Task to complete: Pull each line holding the word "Theme" from the data.

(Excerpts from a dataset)
☆ ☆ ☆ ☆ ☆ ☆ ☆
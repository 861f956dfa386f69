//! Element tree and the component trait.
//!
//! Components own their motion state; the tree owns geometry, flags and
//! classes for every element so hit testing works without a DOM.

mod core;
mod tree;

pub use core::{
    FrameContext, Positioning, Tag, Widget, WidgetFlags, WidgetId, WidgetResponse, WidgetState,
};
pub use tree::WidgetTree;
#[cfg(test)]
mod tests {
    use super::*;
    use crate::config::SiteConfig;
    use apex_ui::InputState;

    fn navbar(viewport: Viewport) -> (Navbar, WidgetTree, EventHub) {
        let config = SiteConfig::embedded().unwrap();
        let events = EventHub::new();
        let mut tree = WidgetTree::new();
        let mut navbar = Navbar::new(
            &mut tree,
            &config.brand,
            &config.content.nav,
            &Theme::APEX,
            config.motion.navbar_threshold,
            &events,
        );
        navbar.layout(&mut tree, viewport, 0.0);
        (navbar, tree, events)
    }

    fn frame(navbar: &mut Navbar, events: &EventHub, scroll_y: f32) {
        events.emit(UiEvent::Scroll { y: scroll_y });
        let input = InputState::new();
        let ctx = FrameContext {
            dt: 0.016,
            time: 0.0,
            scroll_y,
            viewport: Viewport::DESKTOP,
            input: &input,
        };
        navbar.update(&ctx);
    }

    #[test]
    fn test_threshold_switches_backdrop() {
        let (mut navbar, _tree, events) = navbar(Viewport::DESKTOP);

        for scroll_y in [0.0, 10.0, 49.9] {
            frame(&mut navbar, &events, scroll_y);
            assert!(!navbar.is_opaque(), "opaque at {scroll_y}");
            assert!(navbar.classes().contains("bg-transparent"));
        }
        for scroll_y in [50.0, 51.0, 4000.0] {
            frame(&mut navbar, &events, scroll_y);
            assert!(navbar.is_opaque(), "transparent at {scroll_y}");
            assert!(navbar.classes().contains("bg-apex-black/80"));
            assert!(!navbar.classes().contains("bg-transparent"));
        }
    }

    #[test]
    fn test_backdrop_waits_for_scroll_events() {
        let (mut navbar, _tree, events) = navbar(Viewport::DESKTOP);
        events.emit(UiEvent::Scroll { y: 80.0 });
        events.emit(UiEvent::Scroll { y: 20.0 });
        assert!(!navbar.is_scrolled());

        let input = InputState::new();
        let ctx = FrameContext {
            dt: 0.016,
            time: 0.0,
            scroll_y: 20.0,
            viewport: Viewport::DESKTOP,
            input: &input,
        };
        navbar.update(&ctx);
        // Latest delivered offset wins.
        assert!(!navbar.is_scrolled());

        events.emit(UiEvent::Scroll { y: 50.0 });
        navbar.update(&ctx);
        assert!(navbar.is_scrolled());
    }

    #[test]
    fn test_toggle_twice_restores_state() {
        let (mut navbar, mut tree, _events) = navbar(Viewport::PHONE);
        assert!(!navbar.is_menu_open());

        navbar.toggle_menu(&mut tree);
        assert!(navbar.is_menu_open());
        assert_eq!(navbar.visible_panel_links(&tree).len(), 4);

        navbar.toggle_menu(&mut tree);
        assert!(!navbar.is_menu_open());
        assert!(navbar.visible_panel_links(&tree).is_empty());
    }

    #[test]
    fn test_panel_link_click_closes_menu() {
        let (mut navbar, mut tree, _events) = navbar(Viewport::PHONE);
        let toggle = navbar.toggle_id();
        assert!(navbar.handle_click(toggle, &mut tree));
        assert!(navbar.is_menu_open());

        let link = navbar.panel_link_ids()[2];
        assert!(!navbar.handle_click(link, &mut tree));
        assert!(!navbar.is_menu_open());
    }

    #[test]
    fn test_desktop_hides_toggle() {
        let (navbar, tree, _events) = navbar(Viewport::DESKTOP);
        assert!(!tree.is_effectively_visible(navbar.toggle_id()));
        assert!(navbar
            .link_ids()
            .iter()
            .all(|id| tree.is_effectively_visible(*id)));
    }

    #[test]
    fn test_listener_dropped_with_navbar() {
        let (navbar, _tree, events) = navbar(Viewport::DESKTOP);
        assert_eq!(events.listener_count(EventKind::Scroll), 1);
        drop(navbar);
        assert_eq!(events.listener_count(EventKind::Scroll), 0);
    }
}
//! The page shell: mounts components, routes host events, drives frames.
//!
//! ```text
//!  host ──► handle_event(PageEvent) ──► scroller / hit test / components
//!   │                                         │
//!   └────► frame(time_ms) ──► FrameLoop::tick ─┘──► update every component
//!   │
//!   └────► render() ──► UIRenderer ──► &[UIBatch] (sorted by z-index)
//! ```
//!
//! The smooth scroller is the only recurring frame callback. It is
//! registered in [`Page::mount`] and cancelled when the page is
//! unmounted or dropped, together with every event subscription.

use apex_ui::{
    EventHub, FrameContext, FrameLoop, InputState, Rect, RenderCommand, SmoothScroll,
    SmoothScroller, Theme, UIBatch, UIRenderer, UiEvent, Viewport, Widget, WidgetId,
    WidgetResponse, WidgetTree,
};
use tracing::{debug, info, trace, warn};

use crate::components::{
    Component, Contact, CustomCursor, Footer, Hero, Marquee, Navbar, ProgressBar, Projects, Stats,
};
use crate::config::{SiteConfig, SECTION_ANCHORS};
use crate::error::{SiteError, SiteResult};

/// Input from the host.
#[derive(Debug, Clone, PartialEq)]
pub enum PageEvent {
    /// Mouse wheel or trackpad; positive scrolls down.
    Wheel {
        /// Vertical delta in pixels.
        delta_y: f32,
    },
    /// Programmatic scroll.
    ScrollTo {
        /// Document offset.
        y: f32,
        /// Jump instead of easing.
        immediate: bool,
    },
    /// Pointer moved to a viewport position.
    PointerMove {
        /// Viewport x.
        x: f32,
        /// Viewport y.
        y: f32,
    },
    /// Primary click at a viewport position.
    Click {
        /// Viewport x.
        x: f32,
        /// Viewport y.
        y: f32,
    },
    /// The viewport changed size.
    Resize {
        /// New width.
        width: f32,
        /// New height.
        height: f32,
    },
    /// The host finished loading an image.
    ImageLoaded {
        /// Image URL.
        source: String,
    },
    /// The host gave up loading an image.
    ImageFailed {
        /// Image URL.
        source: String,
        /// Host-provided reason.
        reason: String,
    },
}
/// Scroll range driving both parallax layers.
const PARALLAX_INPUT: [f32; 2] = [0.0, 500.0];
/// Headline drifts down slower than the page scrolls up.
const HEADLINE_PARALLAX: [f32; 2] = [0.0, 200.0];
/// Tagline drifts up, against the headline.
const TAGLINE_PARALLAX: [f32; 2] = [0.0, -150.0];

const LABEL_FONT: f32 = 14.0;
const TAGLINE_FONT: f32 = 18.0;
const BUTTON_FONT: f32 = 16.0;
const BUTTON_HEIGHT: f32 = 56.0;

/// Where a headline line slides in from.
#[derive(Debug, Clone, Copy, PartialEq)]
enum Slide {
    X(f32),
    Y(f32),
}

struct HeadlineLine {
    text: String,
    slide: Slide,
    entrance: Entrance,
    outlined: bool,
}

/// The hero section.
pub struct Hero {
    root: WidgetId,
    content: HeroContent,
    theme: Theme,
    rect: Rect,
    column: Rect,
    headline_font: f32,

    label_rect: Rect,
    label: Entrance,
    headline_id: WidgetId,
    headline_rect: Rect,
    lines: Vec<HeadlineLine>,
    tagline_rect: Rect,
    tagline_lines: Vec<String>,
    tagline: Entrance,
    buttons: Entrance,
    primary: WidgetId,
    primary_rect: Rect,
    secondary: WidgetId,
    secondary_rect: Rect,
    primary_hovered: bool,
    secondary_hovered: bool,

    indicator: Keyframes,
    glow: Keyframes,
    scroll_y: f32,
}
☆ ☆ ☆ ☆ ☆ ☆ ☆
Written answer:
            &Theme::APEX,
    SmoothScroller, Theme, UIBatch, UIRenderer, UiEvent, Viewport, Widget, WidgetId,
    theme: Theme,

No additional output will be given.